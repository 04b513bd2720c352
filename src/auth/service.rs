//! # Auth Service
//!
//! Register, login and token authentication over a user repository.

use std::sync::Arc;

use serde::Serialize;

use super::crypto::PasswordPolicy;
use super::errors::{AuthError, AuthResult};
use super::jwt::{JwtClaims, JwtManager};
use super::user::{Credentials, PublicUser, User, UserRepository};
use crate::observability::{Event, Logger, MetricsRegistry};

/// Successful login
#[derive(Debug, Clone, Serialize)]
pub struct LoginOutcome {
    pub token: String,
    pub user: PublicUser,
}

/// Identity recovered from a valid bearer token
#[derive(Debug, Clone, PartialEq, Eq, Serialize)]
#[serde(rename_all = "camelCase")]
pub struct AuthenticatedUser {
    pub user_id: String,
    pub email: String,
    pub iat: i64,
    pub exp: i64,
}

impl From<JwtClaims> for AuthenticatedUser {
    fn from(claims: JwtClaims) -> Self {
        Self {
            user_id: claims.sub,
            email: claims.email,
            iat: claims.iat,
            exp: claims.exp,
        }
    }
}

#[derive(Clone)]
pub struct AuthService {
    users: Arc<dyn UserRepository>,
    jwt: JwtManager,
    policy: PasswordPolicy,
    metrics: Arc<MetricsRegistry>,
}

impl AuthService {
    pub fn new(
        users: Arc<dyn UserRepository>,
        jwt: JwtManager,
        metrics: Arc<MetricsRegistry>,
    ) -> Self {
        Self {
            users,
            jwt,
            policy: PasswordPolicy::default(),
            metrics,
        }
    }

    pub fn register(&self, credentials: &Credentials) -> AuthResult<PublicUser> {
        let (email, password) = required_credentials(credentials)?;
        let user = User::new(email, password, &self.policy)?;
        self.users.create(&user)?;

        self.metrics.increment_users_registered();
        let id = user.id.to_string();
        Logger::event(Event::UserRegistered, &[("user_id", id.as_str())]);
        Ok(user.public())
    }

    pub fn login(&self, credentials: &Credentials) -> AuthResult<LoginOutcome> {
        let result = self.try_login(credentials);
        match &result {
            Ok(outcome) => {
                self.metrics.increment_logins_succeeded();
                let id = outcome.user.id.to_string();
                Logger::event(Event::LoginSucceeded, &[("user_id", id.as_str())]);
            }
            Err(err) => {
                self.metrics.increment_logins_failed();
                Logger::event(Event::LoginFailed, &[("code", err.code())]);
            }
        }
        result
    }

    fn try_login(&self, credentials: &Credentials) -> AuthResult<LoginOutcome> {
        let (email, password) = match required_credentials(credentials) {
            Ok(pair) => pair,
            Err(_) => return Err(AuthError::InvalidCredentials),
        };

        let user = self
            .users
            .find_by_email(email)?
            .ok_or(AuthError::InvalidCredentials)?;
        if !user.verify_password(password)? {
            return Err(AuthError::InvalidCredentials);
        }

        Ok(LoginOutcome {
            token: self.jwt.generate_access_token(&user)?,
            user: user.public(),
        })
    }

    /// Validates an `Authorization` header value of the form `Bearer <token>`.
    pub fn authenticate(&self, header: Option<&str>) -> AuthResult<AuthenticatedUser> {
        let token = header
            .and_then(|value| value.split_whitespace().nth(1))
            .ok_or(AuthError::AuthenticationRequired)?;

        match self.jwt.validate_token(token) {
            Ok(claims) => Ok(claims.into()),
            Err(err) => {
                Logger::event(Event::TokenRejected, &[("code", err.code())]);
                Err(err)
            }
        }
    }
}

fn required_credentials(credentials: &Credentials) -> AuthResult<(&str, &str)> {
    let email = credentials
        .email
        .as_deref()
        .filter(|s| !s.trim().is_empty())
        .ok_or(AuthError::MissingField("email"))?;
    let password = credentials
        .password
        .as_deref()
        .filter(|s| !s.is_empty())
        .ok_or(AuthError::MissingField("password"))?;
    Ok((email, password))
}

___

◆ YOUR GOAL
The entries above need to be transcribed with no differences at all.

◆ OUTPUT OF THE EXERCISE
repository 04b513bd2720c352
filename src/auth/service.rs
//! # Auth Service
//!
//! Register, login and token authentication over a user repository.

use std::sync::Arc;

use serde::Serialize;

use super::crypto::PasswordPolicy;
use super::errors::{AuthError, AuthResult};
use super::jwt::{JwtClaims, JwtManager};
use super::user::{Credentials, PublicUser, User, UserRepository};
use crate::observability::{Event, Logger, MetricsRegistry};

/// Successful login
#[derive(Debug, Clone, Serialize)]
pub struct LoginOutcome {
    pub token: String,
    pub user: PublicUser,
}

/// Identity recovered from a valid bearer token
#[derive(Debug, Clone, PartialEq, Eq, Serialize)]
#[serde(rename_all = "camelCase")]
pub struct AuthenticatedUser {
    pub user_id: String,
    pub email: String,
    pub iat: i64,
    pub exp: i64,
}

impl From<JwtClaims> for AuthenticatedUser {
    fn from(claims: JwtClaims) -> Self {
        Self {
            user_id: claims.sub,
            email: claims.email,
            iat: claims.iat,
            exp: claims.exp,
        }
    }
}

#[derive(Clone)]
pub struct AuthService {
    users: Arc<dyn UserRepository>,
    jwt: JwtManager,
    policy: PasswordPolicy,
    metrics: Arc<MetricsRegistry>,
}

impl AuthService {
    pub fn new(
        users: Arc<dyn UserRepository>,
        jwt: JwtManager,
        metrics: Arc<MetricsRegistry>,
    ) -> Self {
        Self {
            users,
            jwt,
            policy: PasswordPolicy::default(),
            metrics,
        }
    }

    pub fn register(&self, credentials: &Credentials) -> AuthResult<PublicUser> {
        let (email, password) = required_credentials(credentials)?;
        let user = User::new(email, password, &self.policy)?;
        self.users.create(&user)?;

        self.metrics.increment_users_registered();
        let id = user.id.to_string();
        Logger::event(Event::UserRegistered, &[("user_id", id.as_str())]);
        Ok(user.public())
    }

    pub fn login(&self, credentials: &Credentials) -> AuthResult<LoginOutcome> {
        let result = self.try_login(credentials);
        match &result {
            Ok(outcome) => {
                self.metrics.increment_logins_succeeded();
                let id = outcome.user.id.to_string();
                Logger::event(Event::LoginSucceeded, &[("user_id", id.as_str())]);
            }
            Err(err) => {
                self.metrics.increment_logins_failed();
                Logger::event(Event::LoginFailed, &[("code", err.code())]);
            }
        }
        result
    }

    fn try_login(&self, credentials: &Credentials) -> AuthResult<LoginOutcome> {
        let (email, password) = match required_credentials(credentials) {
            Ok(pair) => pair,
            Err(_) => return Err(AuthError::InvalidCredentials),
        };

        let user = self
            .users
            .find_by_email(email)?
            .ok_or(AuthError::InvalidCredentials)?;
        if !user.verify_password(password)? {
            return Err(AuthError::InvalidCredentials);
        }

        Ok(LoginOutcome {
            token: self.jwt.generate_access_token(&user)?,
            user: user.public(),
        })
    }

    /// Validates an `Authorization` header value of the form `Bearer <token>`.
    pub fn authenticate(&self, header: Option<&str>) -> AuthResult<AuthenticatedUser> {
        let token = header
            .and_then(|value| value.split_whitespace().nth(1))
            .ok_or(AuthError::AuthenticationRequired)?;

        match self.jwt.validate_token(token) {
            Ok(claims) => Ok(claims.into()),
            Err(err) => {
                Logger::event(Event::TokenRejected, &[("code", err.code())]);
                Err(err)
            }
        }
    }
}

fn required_credentials(credentials: &Credentials) -> AuthResult<(&str, &str)> {
    let email = credentials
        .email
        .as_deref()
        .filter(|s| !s.trim().is_empty())
        .ok_or(AuthError::MissingField("email"))?;
    let password = credentials
        .password
        .as_deref()
        .filter(|s| !s.is_empty())
        .ok_or(AuthError::MissingField("password"))?;
    Ok((email, password))
}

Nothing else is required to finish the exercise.